◆ **What is required**: As the answer, give a copy of each line below that includes the word "NonterminalID".

◆ **Input material**:
________________________________________

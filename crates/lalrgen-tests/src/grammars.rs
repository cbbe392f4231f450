//! Grammar definitions for integration tests.

use lalrgen::grammar::{
    Assoc, GrammarDef, GrammarDefError, NonterminalID, Precedence, SymbolID, SymbolID::*,
};

type Result = std::result::Result<(), GrammarDefError>;

/// Add one production of `left` per alternative.
fn rules(g: &mut GrammarDef, left: NonterminalID, alternatives: &[&[SymbolID]]) -> Result {
    for right in alternatives {
        g.rule(left, right.iter().copied(), None)?;
    }
    Ok(())
}

/// `S -> a S b | ε`
pub fn g_balanced(g: &mut GrammarDef) -> Result {
    let a = g.terminal("a", None)?;
    let b = g.terminal("b", None)?;
    let s = g.nonterminal("S")?;

    rules(g, s, &[&[T(a), N(s), T(b)], &[]])
}

/// `E -> E '+' E | E '*' E | num`, with `*` binding tighter than `+`.
pub fn g_arith_prec(g: &mut GrammarDef) -> Result {
    let plus = g.terminal("'+'", Some(Precedence::new(1, Assoc::Left)))?;
    let star = g.terminal("'*'", Some(Precedence::new(2, Assoc::Left)))?;
    let num = g.terminal("num", None)?;
    let e = g.nonterminal("E")?;

    rules(
        g,
        e,
        &[
            &[N(e), T(plus), N(e)], // E '+' E
            &[N(e), T(star), N(e)], // E '*' E
            &[T(num)],              // num
        ],
    )
}

/// The same expressions as [`g_arith_prec`] without any precedence.
pub fn g_arith_ambiguous(g: &mut GrammarDef) -> Result {
    let plus = g.terminal("'+'", None)?;
    let star = g.terminal("'*'", None)?;
    let num = g.terminal("num", None)?;
    let e = g.nonterminal("E")?;

    rules(
        g,
        e,
        &[
            &[N(e), T(plus), N(e)],
            &[N(e), T(star), N(e)],
            &[T(num)],
        ],
    )
}

/// `S -> if E then S | if E then S else S | other`
pub fn g_dangling_else(g: &mut GrammarDef) -> Result {
    let t_if = g.terminal("IF", None)?;
    let t_then = g.terminal("THEN", None)?;
    let t_else = g.terminal("ELSE", None)?;
    let other = g.terminal("OTHER", None)?;
    let cond = g.terminal("COND", None)?;

    let s = g.nonterminal("S")?;
    let e = g.nonterminal("E")?;

    g.start_symbol(s)?;

    rules(
        g,
        s,
        &[
            &[T(t_if), N(e), T(t_then), N(s)],
            &[T(t_if), N(e), T(t_then), N(s), T(t_else), N(s)],
            &[T(other)],
        ],
    )?;
    rules(g, e, &[&[T(cond)]])
}

pub fn g_simple1(g: &mut GrammarDef) -> Result {
    let equal = g.terminal("EQUAL", None)?;
    let plus = g.terminal("PLUS", None)?;
    let ident = g.terminal("ID", None)?;
    let num = g.terminal("NUM", None)?;

    let a = g.nonterminal("A")?;
    let e = g.nonterminal("E")?;
    let t = g.nonterminal("T")?;

    g.start_symbol(a)?;

    rules(g, a, &[&[N(e), T(equal), N(e)], &[T(ident)]])?;
    rules(g, e, &[&[N(e), T(plus), N(t)], &[N(t)]])?;
    rules(g, t, &[&[T(num)], &[T(ident)]])
}

pub fn g_simple2(g: &mut GrammarDef) -> Result {
    // declare terminal symbols.
    let lparen = g.terminal("LPAREN", None)?;
    let rparen = g.terminal("RPAREN", None)?;
    let plus = g.terminal("PLUS", None)?;
    let minus = g.terminal("MINUS", None)?;
    let star = g.terminal("STAR", None)?;
    let slash = g.terminal("SLASH", None)?;
    let num = g.terminal("NUM", None)?;

    // declare nonterminal symbols.
    let expr = g.nonterminal("EXPR")?;
    let factor = g.nonterminal("FACTOR")?;
    let term = g.nonterminal("TERM")?;

    g.start_symbol(expr)?;

    rules(
        g,
        expr,
        &[
            &[N(expr), T(plus), N(factor)],  // expr '+' factor
            &[N(expr), T(minus), N(factor)], // expr '-' factor
            &[N(factor)],                    // factor
        ],
    )?;
    rules(
        g,
        factor,
        &[
            &[N(factor), T(star), N(term)],  // factor '*' term
            &[N(factor), T(slash), N(term)], // factor '/' term
            &[N(term)],                      // term
        ],
    )?;
    rules(
        g,
        term,
        &[
            &[T(num)],                         // num
            &[T(lparen), N(expr), T(rparen)], // '(' expr ')'
        ],
    )
}

/// Nullable chains: `S -> A B c`, `A -> a A | ε`, `B -> b B | C`, `C -> ε`.
pub fn g_nullable_chain(g: &mut GrammarDef) -> Result {
    let a = g.terminal("a", None)?;
    let b = g.terminal("b", None)?;
    let c = g.terminal("c", None)?;

    let s = g.nonterminal("S")?;
    let x = g.nonterminal("A")?;
    let y = g.nonterminal("B")?;
    let z = g.nonterminal("C")?;

    g.start_symbol(s)?;

    rules(g, s, &[&[N(x), N(y), T(c)]])?;
    rules(g, x, &[&[T(a), N(x)], &[]])?;
    rules(g, y, &[&[T(b), N(y)], &[N(z)]])?;
    rules(g, z, &[&[]])
}

/// A statement list recovering from errors at `;`.
pub fn g_error_recovery(g: &mut GrammarDef) -> Result {
    let ident = g.terminal("ID", None)?;
    let semicolon = g.terminal("SEMICOLON", None)?;
    let error = lalrgen::grammar::TerminalID::ERROR;

    let list = g.nonterminal("LIST")?;
    let stmt = g.nonterminal("STMT")?;

    g.start_symbol(list)?;

    rules(g, list, &[&[N(list), N(stmt)], &[]])?;
    rules(
        g,
        stmt,
        &[&[T(ident), T(semicolon)], &[T(error), T(semicolon)]],
    )
}

// E → E + T | T
// T → ( E ) | n
pub fn g4(g: &mut GrammarDef) -> Result {
    let plus = g.terminal("PLUS", None)?;
    let lparen = g.terminal("LPAREN", None)?;
    let rparen = g.terminal("RPAREN", None)?;
    let num = g.terminal("NUM", None)?;

    let e = g.nonterminal("E")?;
    let t = g.nonterminal("T")?;

    rules(g, e, &[&[N(e), T(plus), N(t)], &[N(t)]])?;
    rules(g, t, &[&[T(lparen), N(e), T(rparen)], &[T(num)]])
}

pub fn min_caml(g: &mut GrammarDef) -> Result {
    let prec = |priority, assoc| Some(Precedence::new(priority, assoc));

    let l_paren = g.terminal("LPAREN", None)?;
    let r_paren = g.terminal("RPAREN", None)?;
    let t_true = g.terminal("TRUE", None)?;
    let t_false = g.terminal("FALSE", None)?;
    let integer = g.terminal("INTEGER", None)?;
    let float = g.terminal("FLOAT", None)?;
    let ident = g.terminal("IDENT", None)?;
    let t_in = g.terminal("IN", prec(1, Assoc::Right))?;
    let semicolon = g.terminal("SEMICOLON", prec(2, Assoc::Right))?;
    let less_minus = g.terminal("LESS_MINUS", prec(3, Assoc::Right))?;
    let t_else = g.terminal("ELSE", prec(4, Assoc::Right))?;
    let comma = g.terminal("COMMA", prec(5, Assoc::Left))?;
    let equal = g.terminal("EQUAL", prec(6, Assoc::Left))?;
    let less_greater = g.terminal("LESS_GREATER", prec(6, Assoc::Left))?;
    let less = g.terminal("LESS", prec(6, Assoc::Left))?;
    let greater = g.terminal("GREATER", prec(6, Assoc::Left))?;
    let less_equal = g.terminal("LESS_EQUAL", prec(6, Assoc::Left))?;
    let greater_equal = g.terminal("GREATER_EQUAL", prec(6, Assoc::Left))?;
    let plus = g.terminal("PLUS", prec(7, Assoc::Left))?;
    let minus = g.terminal("MINUS", prec(7, Assoc::Left))?;
    let plus_dot = g.terminal("PLUS_DOT", prec(7, Assoc::Left))?;
    let minus_dot = g.terminal("MINUS_DOT", prec(7, Assoc::Left))?;
    let star_dot = g.terminal("STAR_DOT", prec(8, Assoc::Left))?;
    let slash_dot = g.terminal("SLASH_DOT", prec(8, Assoc::Left))?;
    let t_not = g.terminal("NOT", None)?;
    let t_if = g.terminal("IF", None)?;
    let t_then = g.terminal("THEN", None)?;
    let t_let = g.terminal("LET", None)?;
    let t_rec = g.terminal("REC", None)?;
    let array_make = g.terminal("ARRAY_MAKE", None)?;
    let dot = g.terminal("DOT", prec(10, Assoc::Left))?;

    let exp = g.nonterminal("EXP")?;
    let simple_exp = g.nonterminal("SIMPLE_EXP")?;
    let fundef = g.nonterminal("FUNDEF")?;
    let formal_args = g.nonterminal("FORMAL_ARGS")?;
    let actual_args = g.nonterminal("ACTUAL_ARGS")?;
    let elems = g.nonterminal("ELEMS")?;
    let pat = g.nonterminal("PAT")?;

    g.start_symbol(exp)?;

    rules(
        g,
        simple_exp,
        &[
            &[T(l_paren), N(exp), T(r_paren)],
            &[T(l_paren), T(r_paren)],
            &[T(t_true)],
            &[T(t_false)],
            &[T(integer)],
            &[T(float)],
            &[T(ident)],
            &[N(simple_exp), T(dot), T(l_paren), N(exp), T(r_paren)],
        ],
    )?;

    let binary = [
        plus,
        minus,
        plus_dot,
        minus_dot,
        star_dot,
        slash_dot,
        equal,
        less_greater,
        less,
        greater,
        less_equal,
        greater_equal,
    ];
    rules(g, exp, &[&[N(simple_exp)], &[T(t_not), N(exp)], &[T(minus), N(exp)]])?;
    for op in binary {
        g.rule(exp, [N(exp), T(op), N(exp)], None)?;
    }
    rules(
        g,
        exp,
        &[
            &[T(t_if), N(exp), T(t_then), N(exp), T(t_else), N(exp)],
            &[T(t_let), T(ident), T(equal), N(exp), T(t_in), N(exp)],
            &[T(t_let), T(t_rec), N(fundef), T(t_in), N(exp)],
            &[N(simple_exp), N(actual_args)],
            &[N(elems)],
            &[T(t_let), T(l_paren), N(pat), T(r_paren), T(equal), N(exp), T(t_in), N(exp)],
            &[
                N(simple_exp),
                T(dot),
                T(l_paren),
                N(exp),
                T(r_paren),
                T(less_minus),
                N(exp),
            ],
            &[N(exp), T(semicolon), N(exp)],
            &[T(array_make), N(simple_exp), N(simple_exp)],
        ],
    )?;

    rules(g, fundef, &[&[T(ident), N(formal_args), T(equal), N(exp)]])?;
    rules(g, formal_args, &[&[T(ident), N(formal_args)], &[T(ident)]])?;
    rules(
        g,
        actual_args,
        &[&[N(actual_args), N(simple_exp)], &[N(simple_exp)]],
    )?;
    rules(
        g,
        elems,
        &[&[N(elems), T(comma), N(exp)], &[N(exp), T(comma), N(exp)]],
    )?;
    rules(
        g,
        pat,
        &[&[N(pat), T(comma), T(ident)], &[T(ident), T(comma), T(ident)]],
    )
}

________________________________________

◆ **Written solution**:
    Assoc, GrammarDef, GrammarDefError, NonterminalID, Precedence, SymbolID, SymbolID::*,
fn rules(g: &mut GrammarDef, left: NonterminalID, alternatives: &[&[SymbolID]]) -> Result {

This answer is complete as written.